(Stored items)
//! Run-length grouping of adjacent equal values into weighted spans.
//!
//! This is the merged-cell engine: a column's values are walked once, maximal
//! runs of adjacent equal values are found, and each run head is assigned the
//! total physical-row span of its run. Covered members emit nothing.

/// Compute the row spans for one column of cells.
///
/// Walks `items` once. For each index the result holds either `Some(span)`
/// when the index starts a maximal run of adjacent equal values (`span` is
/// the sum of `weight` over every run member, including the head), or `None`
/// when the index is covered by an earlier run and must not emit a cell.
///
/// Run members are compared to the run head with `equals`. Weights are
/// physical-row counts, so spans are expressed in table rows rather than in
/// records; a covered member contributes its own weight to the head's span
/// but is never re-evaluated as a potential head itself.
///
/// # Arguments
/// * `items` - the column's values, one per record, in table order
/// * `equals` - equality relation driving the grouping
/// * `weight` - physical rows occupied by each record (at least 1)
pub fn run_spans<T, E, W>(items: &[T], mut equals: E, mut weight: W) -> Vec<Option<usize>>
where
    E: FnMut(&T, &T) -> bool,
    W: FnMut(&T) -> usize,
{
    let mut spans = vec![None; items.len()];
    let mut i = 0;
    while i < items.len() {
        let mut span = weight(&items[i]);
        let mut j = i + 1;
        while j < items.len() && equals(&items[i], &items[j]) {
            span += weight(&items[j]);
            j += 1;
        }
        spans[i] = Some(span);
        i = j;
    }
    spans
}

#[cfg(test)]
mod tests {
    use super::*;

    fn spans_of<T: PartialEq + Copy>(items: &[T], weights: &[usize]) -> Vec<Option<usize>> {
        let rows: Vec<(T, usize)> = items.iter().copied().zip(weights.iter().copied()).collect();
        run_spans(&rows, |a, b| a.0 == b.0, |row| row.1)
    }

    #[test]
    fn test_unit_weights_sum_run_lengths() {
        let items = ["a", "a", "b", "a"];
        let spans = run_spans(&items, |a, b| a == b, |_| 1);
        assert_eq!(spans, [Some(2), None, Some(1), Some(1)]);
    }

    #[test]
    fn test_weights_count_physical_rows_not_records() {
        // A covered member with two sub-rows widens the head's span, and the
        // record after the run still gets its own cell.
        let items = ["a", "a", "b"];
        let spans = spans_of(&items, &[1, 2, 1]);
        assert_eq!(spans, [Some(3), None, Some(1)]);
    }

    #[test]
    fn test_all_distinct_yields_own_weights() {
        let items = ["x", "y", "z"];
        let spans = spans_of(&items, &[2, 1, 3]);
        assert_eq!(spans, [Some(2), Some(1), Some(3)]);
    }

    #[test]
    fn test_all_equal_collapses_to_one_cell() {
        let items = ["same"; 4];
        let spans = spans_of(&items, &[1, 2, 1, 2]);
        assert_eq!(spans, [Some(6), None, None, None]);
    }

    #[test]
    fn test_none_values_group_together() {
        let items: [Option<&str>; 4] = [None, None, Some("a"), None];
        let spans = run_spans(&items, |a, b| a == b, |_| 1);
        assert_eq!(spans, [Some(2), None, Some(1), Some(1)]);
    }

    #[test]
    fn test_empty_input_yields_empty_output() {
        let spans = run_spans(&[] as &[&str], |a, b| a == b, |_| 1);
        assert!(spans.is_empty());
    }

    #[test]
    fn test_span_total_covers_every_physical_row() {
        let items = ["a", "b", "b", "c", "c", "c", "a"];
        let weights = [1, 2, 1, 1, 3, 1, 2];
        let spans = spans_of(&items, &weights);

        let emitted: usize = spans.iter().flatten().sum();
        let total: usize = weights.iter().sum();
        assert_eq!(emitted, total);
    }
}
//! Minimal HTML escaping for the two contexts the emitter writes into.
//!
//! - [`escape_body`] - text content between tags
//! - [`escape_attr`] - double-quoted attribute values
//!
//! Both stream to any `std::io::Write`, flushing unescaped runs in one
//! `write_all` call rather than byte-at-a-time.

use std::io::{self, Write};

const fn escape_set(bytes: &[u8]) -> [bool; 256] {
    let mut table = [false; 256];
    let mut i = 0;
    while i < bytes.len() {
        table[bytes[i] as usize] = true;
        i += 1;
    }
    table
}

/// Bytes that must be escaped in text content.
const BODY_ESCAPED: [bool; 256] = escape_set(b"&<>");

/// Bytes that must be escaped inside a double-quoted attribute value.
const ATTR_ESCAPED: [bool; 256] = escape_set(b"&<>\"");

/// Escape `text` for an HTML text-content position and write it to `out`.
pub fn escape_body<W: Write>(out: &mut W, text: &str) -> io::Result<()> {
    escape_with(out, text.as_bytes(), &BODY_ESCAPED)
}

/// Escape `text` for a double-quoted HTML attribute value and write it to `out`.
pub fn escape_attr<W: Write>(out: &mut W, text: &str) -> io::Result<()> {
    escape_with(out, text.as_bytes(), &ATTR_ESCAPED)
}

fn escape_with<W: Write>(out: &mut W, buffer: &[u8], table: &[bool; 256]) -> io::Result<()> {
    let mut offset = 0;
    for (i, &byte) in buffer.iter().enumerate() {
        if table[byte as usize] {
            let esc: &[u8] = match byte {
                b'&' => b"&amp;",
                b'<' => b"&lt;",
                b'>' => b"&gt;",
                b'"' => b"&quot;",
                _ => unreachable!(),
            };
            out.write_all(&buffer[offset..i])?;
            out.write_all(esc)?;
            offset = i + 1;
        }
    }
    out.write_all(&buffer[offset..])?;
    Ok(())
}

__What you are asked to do__. Note how many lines in the data above contain "const", then state that number alone.

__Answer to this problem__. 3